# Work request:
Lines below starting with the line with "a live reload." and going on through the line with "if let Some(variant)" must be output exactly; the rest of the records must be left out.

Data entries
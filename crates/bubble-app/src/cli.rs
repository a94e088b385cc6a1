use std::path::PathBuf;

use bubble_config::schema::{BubbleConfig, SceneVariant};
use clap::Parser;

/// Bubble: an animated glass sphere with live-tunable effects.
#[derive(Parser, Debug)]
#[command(name = "bubble", version, about)]
pub struct Args {
    /// Config file path override.
    #[arg(long)]
    pub config: Option<PathBuf>,

    /// Log filter directive override (e.g. `debug` or `bubble_renderer=trace`).
    #[arg(long)]
    pub log_level: Option<String>,

    /// Scene variant to start with (masked, bloom, graded).
    #[arg(long)]
    pub variant: Option<SceneVariant>,

    /// Image shown behind or through the bubble.
    #[arg(long)]
    pub image: Option<String>,

    /// Print the effective config as JSON and exit.
    #[arg(long)]
    pub print_config: bool,
}

impl Args {
    /// Settings from the command line that win over the config file,
    /// including after a live reload.
    pub fn overrides(&self) -> Overrides {
        Overrides {
            variant: self.variant,
            image: self.image.clone(),
        }
    }
}

/// Command-line values layered on top of every loaded config.
#[derive(Debug, Clone, Default, PartialEq)]
pub struct Overrides {
    pub variant: Option<SceneVariant>,
    pub image: Option<String>,
}

impl Overrides {
    pub fn apply(&self, config: &mut BubbleConfig) {
        if let Some(variant) = self.variant {
            config.scene.variant = variant;
        }
        if let Some(ref image) = self.image {
            config.scene.image = Some(image.clone());
        }
    }
}

pub fn parse() -> Args {
    Args::parse()
}

#[cfg(test)]
mod tests {
    use super::*;

    #[test]
    fn parses_all_flags() {
        let args = Args::try_parse_from([
            "bubble",
            "--config",
            "/tmp/bubble.toml",
            "--log-level",
            "debug",
            "--variant",
            "masked",
            "--image",
            "photo.jpg",
        ])
        .unwrap();
        assert_eq!(args.config, Some(PathBuf::from("/tmp/bubble.toml")));
        assert_eq!(args.log_level.as_deref(), Some("debug"));
        assert_eq!(args.variant, Some(SceneVariant::Masked));
        assert_eq!(args.image.as_deref(), Some("photo.jpg"));
    }

    #[test]
    fn print_config_flag_defaults_off() {
        assert!(!Args::try_parse_from(["bubble"]).unwrap().print_config);
        assert!(Args::try_parse_from(["bubble", "--print-config"]).unwrap().print_config);
    }

    #[test]
    fn unknown_variant_is_rejected() {
        assert!(Args::try_parse_from(["bubble", "--variant", "sparkly"]).is_err());
    }

    #[test]
    fn no_flags_means_no_overrides() {
        let args = Args::try_parse_from(["bubble"]).unwrap();
        let mut config = BubbleConfig::default();
        args.overrides().apply(&mut config);
        assert_eq!(config, BubbleConfig::default());
    }

    #[test]
    fn overrides_replace_variant_and_image() {
        let overrides = Overrides {
            variant: Some(SceneVariant::Bloom),
            image: Some("backdrop.png".into()),
        };
        let mut config = BubbleConfig::default();
        overrides.apply(&mut config);
        assert_eq!(config.scene.variant, SceneVariant::Bloom);
        assert_eq!(config.scene.image.as_deref(), Some("backdrop.png"));
    }
}
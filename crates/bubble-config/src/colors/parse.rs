//! Internal color parsing helpers.

use bubble_common::types::Color;
use regex::Regex;
use std::sync::LazyLock;

/// Regex for hex color: #RGB, #RRGGBB, or #RRGGBBAA.
pub(crate) static HEX_RE: LazyLock<Regex> =
    LazyLock::new(|| Regex::new(r"^#([0-9a-fA-F]{3}|[0-9a-fA-F]{6}|[0-9a-fA-F]{8})$").unwrap());

/// Regex for rgb()/rgba(); the alpha group is optional.
pub(crate) static RGB_RE: LazyLock<Regex> = LazyLock::new(|| {
    Regex::new(
        r"^rgba?\(\s*(\d{1,3})\s*,\s*(\d{1,3})\s*,\s*(\d{1,3})\s*(?:,\s*([0-9]*\.?[0-9]+)\s*)?\)$",
    )
    .unwrap()
});

/// Parse a hex color string (#RGB, #RRGGBB, or #RRGGBBAA).
pub(super) fn parse_hex(s: &str) -> Option<Color> {
    if !HEX_RE.is_match(s) {
        return None;
    }
    let hex = s.strip_prefix('#')?;
    if hex.len() == 3 {
        let r = u8::from_str_radix(&hex[0..1], 16).ok()?;
        let g = u8::from_str_radix(&hex[1..2], 16).ok()?;
        let b = u8::from_str_radix(&hex[2..3], 16).ok()?;
        return Some(Color::from_rgba(r * 17, g * 17, b * 17, 255));
    }
    Color::from_hex(s)
}

/// Parse `rgb(r,g,b)` or `rgba(r,g,b,a)`.
pub(super) fn parse_rgb(s: &str) -> Option<Color> {
    let caps = RGB_RE.captures(s)?;
    let r: u8 = caps[1].parse().ok()?;
    let g: u8 = caps[2].parse().ok()?;
    let b: u8 = caps[3].parse().ok()?;

    let a = match caps.get(4).map(|m| m.as_str()) {
        None => 255,
        Some(a_str) if a_str.contains('.') => {
            let a_float: f64 = a_str.parse().ok()?;
            if !(0.0..=1.0).contains(&a_float) {
                return None;
            }
            (a_float * 255.0).round() as u8
        }
        Some(a_str) => {
            let a_int: u32 = a_str.parse().ok()?;
            u8::try_from(a_int).ok()?
        }
    };

    Some(Color::from_rgba(r, g, b, a))
}
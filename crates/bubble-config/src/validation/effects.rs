//! Post-processing validation (hue/saturation, bloom).

use crate::schema::BubbleConfig;

use super::helpers::{validate_range, validate_range_f32};

pub(crate) fn validate_effects(errors: &mut Vec<String>, config: &BubbleConfig) {
    let hs = &config.effects.hue_saturation;
    validate_range_f32(errors, "effects.hue_saturation.hue", hs.hue, 0.0, 2.0);
    validate_range_f32(
        errors,
        "effects.hue_saturation.saturation",
        hs.saturation,
        0.2,
        0.8,
    );

    let bloom = &config.effects.bloom;
    validate_range_f32(errors, "effects.bloom.intensity", bloom.intensity, 0.0, 5.0);
    validate_range_f32(
        errors,
        "effects.bloom.luminance_threshold",
        bloom.luminance_threshold,
        0.0,
        1.0,
    );
    validate_range_f32(
        errors,
        "effects.bloom.luminance_smoothing",
        bloom.luminance_smoothing,
        0.0,
        1.0,
    );
    validate_range(
        errors,
        "effects.bloom.resolution_x",
        bloom.resolution_x,
        0,
        2048,
    );
    validate_range(
        errors,
        "effects.bloom.resolution_y",
        bloom.resolution_y,
        0,
        2048,
    );
}
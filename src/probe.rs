//! Handshake with the conversion server.
//!
//! The probe asks the server for its operational status, its own request
//! timeout and the protocol version it speaks. Version skew is logged but
//! never fatal: rejecting an incompatible payload is the server's job.

use crate::error::{ConverterError, Result};
use crate::remote::ConversionService;
use crate::telemetry::Telemetry;
use serde::{Deserialize, Serialize};
use std::sync::Arc;
use tracing::{info, warn};

/// Resource path of the converter below the configured base URI.
pub const RESOURCE_PATH: &str = "converter";

/// Protocol version this client speaks.
pub const CURRENT_PROTOCOL_VERSION: u32 = 1;

/// Status report of the conversion server. Fetched fresh on every probe.
#[derive(Debug, Clone, PartialEq, Eq, Serialize, Deserialize)]
#[serde(rename_all = "camelCase")]
pub struct ServerInfo {
    pub operational: bool,
    /// Server-side conversion timeout in milliseconds.
    pub timeout: u64,
    pub protocol_version: u32,
}

impl ServerInfo {
    /// Compares the server's protocol version with [`CURRENT_PROTOCOL_VERSION`].
    pub fn check_protocol(&self) -> Result<()> {
        if self.protocol_version == CURRENT_PROTOCOL_VERSION {
            Ok(())
        } else {
            Err(ConverterError::ProtocolMismatch {
                server: self.protocol_version,
                client: CURRENT_PROTOCOL_VERSION,
            })
        }
    }
}

/// Synchronous status request against the conversion server.
#[derive(Clone)]
pub struct HandshakeProbe {
    service: Arc<dyn ConversionService>,
    telemetry: Telemetry,
}

impl HandshakeProbe {
    pub fn new(service: Arc<dyn ConversionService>, telemetry: Telemetry) -> Self {
        Self { service, telemetry }
    }

    /// Fetches the current server information.
    pub async fn fetch(&self) -> Result<ServerInfo> {
        let result = self.service.server_info().await;
        self.telemetry.record_probe(&self.service.endpoint(), &result);
        result
    }

    /// Fetches and logs the server information for diagnostics.
    ///
    /// Never fails: an unreachable server only produces a warning.
    pub async fn log_server_information(&self) -> Option<ServerInfo> {
        match self.fetch().await {
            Ok(server_info) => {
                info!("Currently operational @ conversion server: {}", server_info.operational);
                info!("Request timeout @ conversion server: {} ms", server_info.timeout);
                info!("Protocol version @ conversion server: {}", server_info.protocol_version);
                if let Err(e) = server_info.check_protocol() {
                    warn!("{}", e);
                }
                Some(server_info)
            }
            Err(e) => {
                warn!(
                    endpoint = %self.service.endpoint(),
                    error = %e,
                    "Cannot connect to remote converter"
                );
                None
            }
        }
    }

    /// Reports whether the server is reachable and operational.
    ///
    /// Any failure is logged and reported as `false`.
    pub async fn is_operational(&self) -> bool {
        match self.fetch().await {
            Ok(server_info) => server_info.operational,
            Err(e) => {
                info!(
                    endpoint = %self.service.endpoint(),
                    error = %e,
                    "Remote converter is not operational"
                );
                false
            }
        }
    }
}
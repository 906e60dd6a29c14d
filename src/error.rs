//! Error types for the remote converter client.

/// Error type for configuring the client and running conversion jobs.
///
/// Configuration and illegal-state errors are returned synchronously to the
/// caller. Everything else is reported through the affected job's
/// [`JobHandle`](crate::engine::JobHandle) only.
#[derive(Debug, Clone, PartialEq, Eq, thiserror::Error)]
pub enum ConverterError {
    /// Invalid or missing builder input.
    #[error("Invalid configuration: {0}")]
    Configuration(String),

    /// The remote call failed: connection refused, timeout, malformed response.
    #[error("Network error: {0}")]
    Network(String),

    /// The conversion server answered with an unexpected HTTP status.
    #[error("Conversion server responded with HTTP {status}: {message}")]
    Server { status: u16, message: String },

    /// Server and client speak different protocol versions. Never fatal.
    #[error("Server protocol version ({server}) does not match client protocol version ({client})")]
    ProtocolMismatch { server: u32, client: u32 },

    /// Operation attempted after the converter was shut down.
    #[error("Illegal state: {0}")]
    IllegalState(String),

    /// The job was cancelled before it produced a result.
    #[error("Conversion job was cancelled")]
    Cancelled,

    /// The document source could not be read.
    #[error("Failed to read document source: {0}")]
    Source(String),

    /// The result consumer failed to accept the converted document.
    #[error("Result consumer failed: {0}")]
    Consumer(String),
}

impl ConverterError {
    /// Create a new Configuration error.
    pub fn configuration<S: Into<String>>(msg: S) -> Self {
        Self::Configuration(msg.into())
    }

    /// Create a new Network error.
    pub fn network<S: Into<String>>(msg: S) -> Self {
        Self::Network(msg.into())
    }

    /// Create a new IllegalState error.
    pub fn illegal_state<S: Into<String>>(msg: S) -> Self {
        Self::IllegalState(msg.into())
    }

    /// Returns true for errors that a caller may resolve by retrying later.
    pub fn is_transient(&self) -> bool {
        match self {
            Self::Network(_) => true,
            Self::Server { status, .. } => *status >= 500,
            _ => false,
        }
    }
}

impl From<reqwest::Error> for ConverterError {
    fn from(e: reqwest::Error) -> Self {
        if e.is_timeout() {
            Self::Network(format!("request timed out: {}", e))
        } else if e.is_connect() {
            Self::Network(format!("connection failed: {}", e))
        } else if e.is_decode() {
            Self::Network(format!("malformed response: {}", e))
        } else {
            Self::Network(e.to_string())
        }
    }
}

/// Result type alias using [`ConverterError`].
pub type Result<T> = std::result::Result<T, ConverterError>;

#[cfg(test)]
mod tests {
    use super::*;

    #[test]
    fn test_error_display() {
        let err = ConverterError::configuration("The base URI was not set");
        assert_eq!(
            err.to_string(),
            "Invalid configuration: The base URI was not set"
        );

        let err = ConverterError::ProtocolMismatch { server: 2, client: 1 };
        assert_eq!(
            err.to_string(),
            "Server protocol version (2) does not match client protocol version (1)"
        );
    }

    #[test]
    fn test_transient_errors() {
        assert!(ConverterError::network("connection refused").is_transient());
        assert!(ConverterError::Server {
            status: 503,
            message: "busy".to_string()
        }
        .is_transient());
        assert!(!ConverterError::Server {
            status: 400,
            message: "bad request".to_string()
        }
        .is_transient());
        assert!(!ConverterError::Cancelled.is_transient());
    }
}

# Answer box:
    /// including after a live reload.
    pub fn overrides(&self) -> Overrides {
        Overrides {
            variant: self.variant,
            image: self.image.clone(),
        }
    }
}

/// Command-line values layered on top of every loaded config.
#[derive(Debug, Clone, Default, PartialEq)]
pub struct Overrides {
    pub variant: Option<SceneVariant>,
    pub image: Option<String>,
}

impl Overrides {
    pub fn apply(&self, config: &mut BubbleConfig) {
        if let Some(variant) = self.variant {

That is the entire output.